Fondée en 600 avant J.-C par des colons grecs de Phocée, Marseille occupe depuis toujours une position stratégique en Méditerranée, contribuant à son identité cosmopolite. Dès sa création, la ville s’est construite sur un brassage des cultures, symbolisé par le mythe fondateur de l’union de Protis, un Gaulois, et de Gyptis, une Grecque. Ce métissage fait partie intégrante de l’histoire de Marseille et reste, aujourd’hui encore, une composante clé de son identité.
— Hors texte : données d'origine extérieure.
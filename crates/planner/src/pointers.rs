//! Pass 3: `rootChainNode` / `peerNode` assignment.
//!
//! Strictly sequential over the expanded entries in their deterministic
//! order; the assignment counters are the only mutable state. Counters are
//! pre-seeded with the load implied by self-references and
//! repeated-identity references so the load-balanced picks start from the
//! real distribution. Ties break to the first-seen candidate.

use std::collections::{BTreeMap, HashMap};

use crate::expand::ExpandedEntry;
use crate::identity::{NodeIdentity, NodeType};

/// Index structures shared by both pointer kinds.
struct PointerIndex {
    /// Validators on root chains, in entry order.
    root_chain_node_ids: Vec<i64>,
    /// Address of any root-chain entry to that entry's ID.
    address_to_root: HashMap<String, i64>,
    /// Per nested chain: validators carrying a root-chain identity.
    nested_peer_nodes: HashMap<u64, Vec<i64>>,
    /// Per chain: committee-only validators placed there.
    committee_only_peer_nodes: HashMap<u64, Vec<i64>>,
}

impl PointerIndex {
    fn build(entries: &[ExpandedEntry]) -> Self {
        let mut root_chain_node_ids = Vec::new();
        let mut address_to_root = HashMap::new();
        for entry in entries {
            if entry.is_root_chain {
                if entry.identity.node_type == NodeType::Validator && !entry.identity.is_delegate
                {
                    root_chain_node_ids.push(entry.identity.id);
                }
                address_to_root.insert(entry.identity.address.clone(), entry.identity.id);
            }
        }

        let mut nested_peer_nodes: HashMap<u64, Vec<i64>> = HashMap::new();
        let mut committee_only_peer_nodes: HashMap<u64, Vec<i64>> = HashMap::new();
        for entry in entries {
            let identity = &entry.identity;
            if identity.node_type != NodeType::Validator || identity.is_delegate {
                continue;
            }
            if !entry.is_root_chain && address_to_root.contains_key(&entry.original_address) {
                nested_peer_nodes
                    .entry(identity.chain_id)
                    .or_default()
                    .push(identity.id);
            }
            if identity.is_committee_only() {
                committee_only_peer_nodes
                    .entry(identity.chain_id)
                    .or_default()
                    .push(identity.id);
            }
        }

        PointerIndex {
            root_chain_node_ids,
            address_to_root,
            nested_peer_nodes,
            committee_only_peer_nodes,
        }
    }

    /// Candidate peers for a chain: repeated-identity validators first,
    /// then committee-only validators, then root-chain validators.
    fn peer_candidates(&self, chain_id: u64) -> &[i64] {
        if let Some(peers) = self.nested_peer_nodes.get(&chain_id) {
            if !peers.is_empty() {
                return peers;
            }
        }
        if let Some(peers) = self.committee_only_peer_nodes.get(&chain_id) {
            if !peers.is_empty() {
                return peers;
            }
        }
        &self.root_chain_node_ids
    }
}

/// First candidate with the minimum assignment count.
fn least_assigned(candidates: &[i64], counts: &HashMap<i64, usize>) -> Option<i64> {
    let mut selected: Option<(i64, usize)> = None;
    for &id in candidates {
        let count = counts.get(&id).copied().unwrap_or(0);
        match selected {
            Some((_, best)) if count >= best => {}
            _ => selected = Some((id, count)),
        }
    }
    selected.map(|(id, _)| id)
}

/// Assign both pointers over all entries and produce the `ids.json` keys
/// map (`node-<id>` to identity). Delegators hold no pointers and are
/// excluded from the map.
pub fn assign_pointers(entries: &[ExpandedEntry]) -> BTreeMap<String, NodeIdentity> {
    let index = PointerIndex::build(entries);

    let mut root_assignments: HashMap<i64, usize> =
        index.root_chain_node_ids.iter().map(|&id| (id, 0)).collect();
    let mut peer_assignments: HashMap<i64, usize> = HashMap::new();
    for ids in index
        .nested_peer_nodes
        .values()
        .chain(index.committee_only_peer_nodes.values())
    {
        for &id in ids {
            peer_assignments.insert(id, 0);
        }
    }
    for &id in &index.root_chain_node_ids {
        peer_assignments.insert(id, 0);
    }

    // Seed rootChainNode load: root validators point at themselves,
    // repeated-identity nested validators point at their root entry.
    for entry in entries {
        let identity = &entry.identity;
        if identity.is_delegate {
            continue;
        }
        if entry.is_root_chain && identity.node_type == NodeType::Validator {
            *root_assignments.entry(identity.id).or_insert(0) += 1;
        } else if let Some(&root_id) = index.address_to_root.get(&entry.original_address) {
            if identity.node_type == NodeType::Validator {
                *root_assignments.entry(root_id).or_insert(0) += 1;
            }
        }
    }

    // Seed peerNode load from every self-referencing validator.
    for entry in entries {
        let identity = &entry.identity;
        if identity.is_delegate || identity.node_type != NodeType::Validator {
            continue;
        }
        let self_referencing = entry.is_root_chain
            || index.address_to_root.contains_key(&entry.original_address)
            || identity.is_committee_only();
        if self_referencing {
            *peer_assignments.entry(identity.id).or_insert(0) += 1;
        }
    }

    let mut keys = BTreeMap::new();
    for entry in entries {
        let mut identity = entry.identity.clone();
        if identity.is_delegate {
            continue;
        }

        identity.root_chain_node = if entry.is_root_chain {
            Some(identity.id)
        } else if let Some(&root_id) = index.address_to_root.get(&entry.original_address) {
            Some(root_id)
        } else {
            let picked = least_assigned(&index.root_chain_node_ids, &root_assignments);
            if let Some(id) = picked {
                *root_assignments.entry(id).or_insert(0) += 1;
            }
            picked
        };

        identity.peer_node = match identity.node_type {
            NodeType::Validator => {
                if entry.is_root_chain
                    || index.address_to_root.contains_key(&entry.original_address)
                    || identity.is_committee_only()
                {
                    Some(identity.id)
                } else {
                    let picked = least_assigned(
                        index.peer_candidates(identity.chain_id),
                        &peer_assignments,
                    );
                    if let Some(id) = picked {
                        *peer_assignments.entry(id).or_insert(0) += 1;
                    }
                    picked
                }
            }
            NodeType::Fullnode => {
                let candidates = if entry.is_root_chain {
                    &index.root_chain_node_ids[..]
                } else {
                    index.peer_candidates(identity.chain_id)
                };
                let picked = least_assigned(candidates, &peer_assignments);
                if let Some(id) = picked {
                    *peer_assignments.entry(id).or_insert(0) += 1;
                }
                picked
            }
            NodeType::Delegator => None,
        };

        keys.insert(format!("node-{}", identity.id), identity);
    }
    keys
}

#[cfg(test)]
mod tests {
    use super::*;
    use crate::identity::net_address;
    use std::collections::HashSet;

    fn entry(
        id: i64,
        chain_id: u64,
        genesis_chain_id: u64,
        node_type: NodeType,
        original_address: &str,
        is_root_chain: bool,
    ) -> ExpandedEntry {
        ExpandedEntry {
            identity: NodeIdentity {
                id,
                chain_id,
                root_chain_id: 1,
                root_chain_node: None,
                peer_node: None,
                address: original_address.to_string(),
                public_key: format!("pub-{id}"),
                private_key: format!("priv-{id}"),
                node_type,
                committees: vec![chain_id],
                expanding_committees: None,
                private_key_bytes: vec![],
                staked_amount: 1,
                amount: 1,
                is_delegate: node_type == NodeType::Delegator,
                net_address: net_address(id, ".p2p"),
                genesis_chain_id,
            },
            original_id: id,
            original_address: original_address.to_string(),
            is_root_chain,
        }
    }

    #[test]
    fn root_validators_self_reference() {
        let entries = vec![
            entry(1, 1, 1, NodeType::Validator, "a1", true),
            entry(2, 1, 1, NodeType::Validator, "a2", true),
        ];
        let keys = assign_pointers(&entries);
        assert_eq!(keys["node-1"].root_chain_node, Some(1));
        assert_eq!(keys["node-1"].peer_node, Some(1));
        assert_eq!(keys["node-2"].root_chain_node, Some(2));
        assert_eq!(keys["node-2"].peer_node, Some(2));
    }

    #[test]
    fn repeated_identity_points_home() {
        // validator 1 on root, expanded as 3 on chain 2
        let mut expanded = entry(3, 2, 2, NodeType::Validator, "a1", false);
        expanded.identity.expanding_committees = Some(HashSet::from([2]));
        let entries = vec![
            entry(1, 1, 1, NodeType::Validator, "a1", true),
            entry(2, 1, 1, NodeType::Validator, "a2", true),
            expanded,
        ];
        let keys = assign_pointers(&entries);
        assert_eq!(keys["node-3"].root_chain_node, Some(1));
        assert_eq!(keys["node-3"].peer_node, Some(3));
    }

    #[test]
    fn committee_only_self_references_peer() {
        let entries = vec![
            entry(1, 1, 1, NodeType::Validator, "a1", true),
            // committee-only: placed on chain 2, genesis stays on chain 1
            entry(2, 2, 1, NodeType::Validator, "a2", false),
        ];
        let keys = assign_pointers(&entries);
        assert_eq!(keys["node-2"].peer_node, Some(2));
        assert_eq!(keys["node-2"].root_chain_node, Some(1));
    }

    #[test]
    fn full_nodes_balance_over_root_validators() {
        let entries = vec![
            entry(1, 1, 1, NodeType::Validator, "a1", true),
            entry(2, 1, 1, NodeType::Validator, "a2", true),
            entry(3, 1, 1, NodeType::Fullnode, "a3", true),
            entry(4, 1, 1, NodeType::Fullnode, "a4", true),
        ];
        let keys = assign_pointers(&entries);
        let peers = [keys["node-3"].peer_node, keys["node-4"].peer_node];
        // one full node per validator once seeding is accounted for
        assert!(peers.contains(&Some(1)));
        assert!(peers.contains(&Some(2)));
        assert_eq!(keys["node-3"].root_chain_node, Some(3));
    }

    #[test]
    fn delegators_are_excluded() {
        let entries = vec![
            entry(1, 1, 1, NodeType::Validator, "a1", true),
            entry(-1, 1, 1, NodeType::Delegator, "d1", true),
        ];
        let keys = assign_pointers(&entries);
        assert_eq!(keys.len(), 1);
        assert!(keys.contains_key("node-1"));
    }

    #[test]
    fn load_stays_balanced_within_one() {
        // 2 root validators, 5 nested validators with no root identity:
        // peer candidates fall back to committee-only validator on chain 2
        let mut entries = vec![
            entry(1, 1, 1, NodeType::Validator, "a1", true),
            entry(2, 1, 1, NodeType::Validator, "a2", true),
            entry(3, 2, 1, NodeType::Validator, "a3", false), // committee-only
        ];
        for i in 0..5 {
            entries.push(entry(
                4 + i,
                2,
                2,
                NodeType::Validator,
                &format!("n{i}"),
                false,
            ));
        }
        let keys = assign_pointers(&entries);

        // all five nested validators point at the sole committee-only peer
        for i in 0..5 {
            assert_eq!(keys[&format!("node-{}", 4 + i)].peer_node, Some(3));
        }

        // rootChainNode load across the two root validators differs by <= 1
        let mut counts: HashMap<i64, usize> = HashMap::new();
        for i in 0..5 {
            let root = keys[&format!("node-{}", 4 + i)]
                .root_chain_node
                .expect("assigned");
            *counts.entry(root).or_insert(0) += 1;
        }
        let max = counts.values().max().copied().unwrap_or(0);
        let min = counts.values().min().copied().unwrap_or(0);
        assert!(max - min <= 1, "root load spread too wide: {counts:?}");
    }
}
Dans son ouvrage intitulé Marseille. Éclat(s) du mythe , l’historienne des migrations Céline Regnard explore les stéréotypes liés à la capitale provençale. Avant les années 1830, Marseille était déjà perçue comme un bastion de violence et de rébellion, en partie à cause des disparités socio-économiques entre le nord et le sud de la France. L’analphabétisme de ses habitants et les événements révolutionnaires et impériaux ont également contribué à l’image négative de la ville portuaire. Le Marseillais, lui-même, est souvent dépeint par la presse parisienne comme l’archétype d’un épicurien provincial et paresseux, devenant le symbole d’une ville mal gérée. Il aime la nature, perçue comme une extension de sa simplicité primitive, loin des manières et des formalités, des stéréotypes exagérés par les Parisiens puis repris pas les Provençaux dans un échange constant.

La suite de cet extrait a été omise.